À travers les grouins/Candidats à l’Immortalité

P.-V. Stock, éditeur (p. 75-77).


CANDIDATS À L’IMMORTALITÉ



Quand au poète Dierx incombe ce bonheur,
Bien des forts sont tombés dans l’arène tragique :
Ils ne t’ont point élu, barde pédagogique,
Sully-Prudhomme, honneur des Légion d’honneur ;

Ni Coppée — un François d’Assise tricolore —
Ni le comte Robert, ni ma tante Lorrain,
Ni Jean Rameau qu’on exhibe pour un florin.
Après ces chefs, d’autres, moins grands, restent encore.


Plus nègre que ce freux où vit le preux Arthus,
Moréas qui, le soir, au compte-goutte, urine,
Fait couver par Maurras d’innommables fœtus.

Mais le Pierre Puget du suif, des margarines,
Jean Richepin donna l’être à Jehan Rictus
Qui peint son âme d’or sur le mur des latrines.



Or ces guerriers ayant poussé le cri d’alarme
Et déterré la hache au seuil de leur gourbi,
Élèves de Barrès et poteaux de Bibi
La Purée, en tous lieux dégobillent leurs carmes.

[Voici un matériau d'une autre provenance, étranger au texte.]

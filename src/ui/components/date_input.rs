use chrono::{Datelike, NaiveDate};
use crossterm::event::KeyCode;

#[derive(Clone, Copy, PartialEq)]
pub enum DatePart {
    Year,
    Month,
    Day,
}

impl DatePart {
    fn width(self) -> usize {
        match self {
            DatePart::Year => 4,
            DatePart::Month | DatePart::Day => 2,
        }
    }

    fn placeholder(self) -> &'static str {
        match self {
            DatePart::Year => "[YYYY]",
            DatePart::Month => "[MM]",
            DatePart::Day => "[DD]",
        }
    }
}

/// Inline editor for a YYYY-MM-DD value: digits accumulate into the active
/// part and commit once it is full; arrow keys switch parts. An input that
/// doesn't form a real calendar date is discarded.
pub struct DateInputState {
    pub date: NaiveDate,
    pub editing: bool,
    part: DatePart,
    buffer: String,
}

impl DateInputState {
    pub fn new(date: NaiveDate) -> Self {
        Self {
            date,
            editing: false,
            part: DatePart::Year,
            buffer: String::new(),
        }
    }

    pub fn toggle_editing(&mut self) {
        self.editing = !self.editing;
        self.part = DatePart::Year;
        self.buffer.clear();
    }

    pub fn handle_input(&mut self, key: KeyCode) {
        if !self.editing {
            return;
        }
        match key {
            KeyCode::Char(c) if c.is_ascii_digit() => {
                self.buffer.push(c);
                if self.buffer.len() >= self.part.width() {
                    self.commit_buffer();
                }
            }
            KeyCode::Backspace => {
                self.buffer.pop();
            }
            KeyCode::Right => self.switch_part(true),
            KeyCode::Left => self.switch_part(false),
            _ => {}
        }
    }

    fn switch_part(&mut self, forward: bool) {
        self.part = match (self.part, forward) {
            (DatePart::Year, true) | (DatePart::Day, false) => DatePart::Month,
            (DatePart::Month, true) | (DatePart::Year, false) => DatePart::Day,
            (DatePart::Day, true) | (DatePart::Month, false) => DatePart::Year,
        };
        self.buffer.clear();
    }

    fn commit_buffer(&mut self) {
        let updated = self
            .buffer
            .parse::<u32>()
            .ok()
            .and_then(|value| match self.part {
                DatePart::Year if (1900..=2100).contains(&value) => {
                    self.date.with_year(value as i32)
                }
                DatePart::Month => self.date.with_month(value),
                DatePart::Day => self.date.with_day(value),
                _ => None,
            });
        if let Some(date) = updated {
            self.date = date;
        }
        self.buffer.clear();
    }

    /// The field text shown while this input owns the cursor; the active
    /// part is replaced by the pending digits or a placeholder.
    pub fn display_string(&self) -> String {
        if !self.editing {
            return self.date.format("%Y-%m-%d").to_string();
        }
        let active = if self.buffer.is_empty() {
            self.part.placeholder().to_string()
        } else {
            format!("[{}]", self.buffer)
        };
        let year = format!("{:04}", self.date.year());
        let month = format!("{:02}", self.date.month());
        let day = format!("{:02}", self.date.day());
        match self.part {
            DatePart::Year => format!("{active}-{month}-{day}"),
            DatePart::Month => format!("{year}-{active}-{day}"),
            DatePart::Day => format!("{year}-{month}-{active}"),
        }
    }
}

#[cfg(test)]
mod tests {
    use super::*;

    fn state() -> DateInputState {
        let mut s = DateInputState::new(NaiveDate::from_ymd_opt(2024, 3, 15).unwrap());
        s.toggle_editing();
        s
    }

    fn type_digits(s: &mut DateInputState, digits: &str) {
        for c in digits.chars() {
            s.handle_input(KeyCode::Char(c));
        }
    }

    #[test]
    fn full_year_commits() {
        let mut s = state();
        type_digits(&mut s, "2025");
        assert_eq!(s.date, NaiveDate::from_ymd_opt(2025, 3, 15).unwrap());
    }

    #[test]
    fn impossible_day_is_discarded() {
        let mut s = state();
        s.handle_input(KeyCode::Left); // Year -> Day
        type_digits(&mut s, "32");
        assert_eq!(s.date, NaiveDate::from_ymd_opt(2024, 3, 15).unwrap());
    }

    #[test]
    fn month_edit_after_switch() {
        let mut s = state();
        s.handle_input(KeyCode::Right);
        type_digits(&mut s, "12");
        assert_eq!(s.date, NaiveDate::from_ymd_opt(2024, 12, 15).unwrap());
    }

    #[test]
    fn display_marks_active_part() {
        let mut s = state();
        assert_eq!(s.display_string(), "[YYYY]-03-15");
        s.handle_input(KeyCode::Char('2'));
        assert_eq!(s.display_string(), "[2]-03-15");
        s.editing = false;
        assert_eq!(s.display_string(), "2024-03-15");
    }
}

Les symbolistes, les simplistes, les romans,
Ceux qui riment, à soixante ans, leurs pucelages
Et ceux dont les neurasthéniques mucilages
Pour Monsieur de Voguë sont emplis d’agrément ;


Frémine plus hideux que les têtes de l’Hydre,
Et Vicaire pochard comme une pomme à cidre,
Et ceux qui font des vers pour les cafés de nuit :

Tous veulent sur leur front le diadème esthète,
Ces palmes dont la fleur améthyte leur duit,
Et l’orgueil des festins à douze francs par tête.